(Collected data entries)
==*==

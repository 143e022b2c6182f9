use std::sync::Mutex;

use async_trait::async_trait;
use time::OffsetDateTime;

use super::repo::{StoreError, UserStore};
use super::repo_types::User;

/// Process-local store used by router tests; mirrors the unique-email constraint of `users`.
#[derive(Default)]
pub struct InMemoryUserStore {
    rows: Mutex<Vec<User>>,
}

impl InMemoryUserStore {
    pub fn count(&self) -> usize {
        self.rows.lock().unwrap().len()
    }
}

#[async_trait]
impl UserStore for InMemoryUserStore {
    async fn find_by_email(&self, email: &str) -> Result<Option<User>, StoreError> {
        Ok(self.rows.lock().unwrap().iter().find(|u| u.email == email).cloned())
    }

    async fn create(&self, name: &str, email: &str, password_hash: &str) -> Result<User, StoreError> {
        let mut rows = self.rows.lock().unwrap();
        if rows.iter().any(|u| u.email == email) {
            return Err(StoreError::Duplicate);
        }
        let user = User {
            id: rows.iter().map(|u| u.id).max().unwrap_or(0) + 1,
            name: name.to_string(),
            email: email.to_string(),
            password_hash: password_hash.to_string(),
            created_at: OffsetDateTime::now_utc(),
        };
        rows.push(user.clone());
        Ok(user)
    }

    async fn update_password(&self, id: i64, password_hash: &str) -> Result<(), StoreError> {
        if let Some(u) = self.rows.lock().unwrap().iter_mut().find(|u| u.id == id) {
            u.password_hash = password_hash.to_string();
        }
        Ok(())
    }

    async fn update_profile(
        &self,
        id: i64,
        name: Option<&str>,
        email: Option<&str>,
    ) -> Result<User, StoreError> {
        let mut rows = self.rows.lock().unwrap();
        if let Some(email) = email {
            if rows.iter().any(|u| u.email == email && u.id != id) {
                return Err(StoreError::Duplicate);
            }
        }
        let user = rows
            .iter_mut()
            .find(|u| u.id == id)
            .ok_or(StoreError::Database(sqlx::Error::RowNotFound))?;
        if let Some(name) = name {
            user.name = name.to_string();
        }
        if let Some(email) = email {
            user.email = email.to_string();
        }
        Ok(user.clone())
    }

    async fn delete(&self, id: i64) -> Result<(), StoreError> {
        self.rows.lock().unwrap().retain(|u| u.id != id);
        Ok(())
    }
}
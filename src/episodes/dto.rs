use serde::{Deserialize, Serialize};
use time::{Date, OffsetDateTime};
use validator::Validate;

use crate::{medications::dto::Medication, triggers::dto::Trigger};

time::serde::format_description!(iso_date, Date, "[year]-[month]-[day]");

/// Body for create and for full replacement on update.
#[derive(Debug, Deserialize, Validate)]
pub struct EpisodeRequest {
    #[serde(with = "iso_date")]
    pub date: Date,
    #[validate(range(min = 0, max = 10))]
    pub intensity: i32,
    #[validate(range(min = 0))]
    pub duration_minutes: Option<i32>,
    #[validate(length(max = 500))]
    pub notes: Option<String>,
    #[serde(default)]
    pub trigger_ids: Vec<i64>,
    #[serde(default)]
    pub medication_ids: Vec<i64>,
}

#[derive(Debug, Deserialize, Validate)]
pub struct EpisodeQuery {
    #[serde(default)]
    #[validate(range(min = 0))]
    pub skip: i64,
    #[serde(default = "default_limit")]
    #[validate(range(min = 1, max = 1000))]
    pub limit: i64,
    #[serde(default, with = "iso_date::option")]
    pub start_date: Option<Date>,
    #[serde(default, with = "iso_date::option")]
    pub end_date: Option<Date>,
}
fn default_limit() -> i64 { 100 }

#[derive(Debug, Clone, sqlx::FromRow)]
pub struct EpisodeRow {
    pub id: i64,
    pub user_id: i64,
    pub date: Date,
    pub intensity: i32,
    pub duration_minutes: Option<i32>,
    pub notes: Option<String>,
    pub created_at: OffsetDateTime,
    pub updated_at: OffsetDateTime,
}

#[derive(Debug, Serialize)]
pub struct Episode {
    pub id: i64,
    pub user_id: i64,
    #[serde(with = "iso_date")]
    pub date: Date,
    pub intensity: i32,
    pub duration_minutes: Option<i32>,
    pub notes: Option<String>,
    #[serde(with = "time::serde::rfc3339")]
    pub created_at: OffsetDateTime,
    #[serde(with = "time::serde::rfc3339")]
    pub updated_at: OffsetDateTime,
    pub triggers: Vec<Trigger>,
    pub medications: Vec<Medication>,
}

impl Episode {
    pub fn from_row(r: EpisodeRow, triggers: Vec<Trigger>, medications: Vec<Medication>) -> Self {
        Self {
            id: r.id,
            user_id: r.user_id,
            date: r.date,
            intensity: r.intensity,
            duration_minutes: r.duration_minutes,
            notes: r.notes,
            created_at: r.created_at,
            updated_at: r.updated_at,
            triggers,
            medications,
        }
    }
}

==*==

## Exercise description
From the entries above, copy every line that holds the word "derive".

## Output of the exercise
#[derive(Default)]
#[derive(Debug, Deserialize, Validate)]
#[derive(Debug, Deserialize, Validate)]
#[derive(Debug, Clone, sqlx::FromRow)]
#[derive(Debug, Serialize)]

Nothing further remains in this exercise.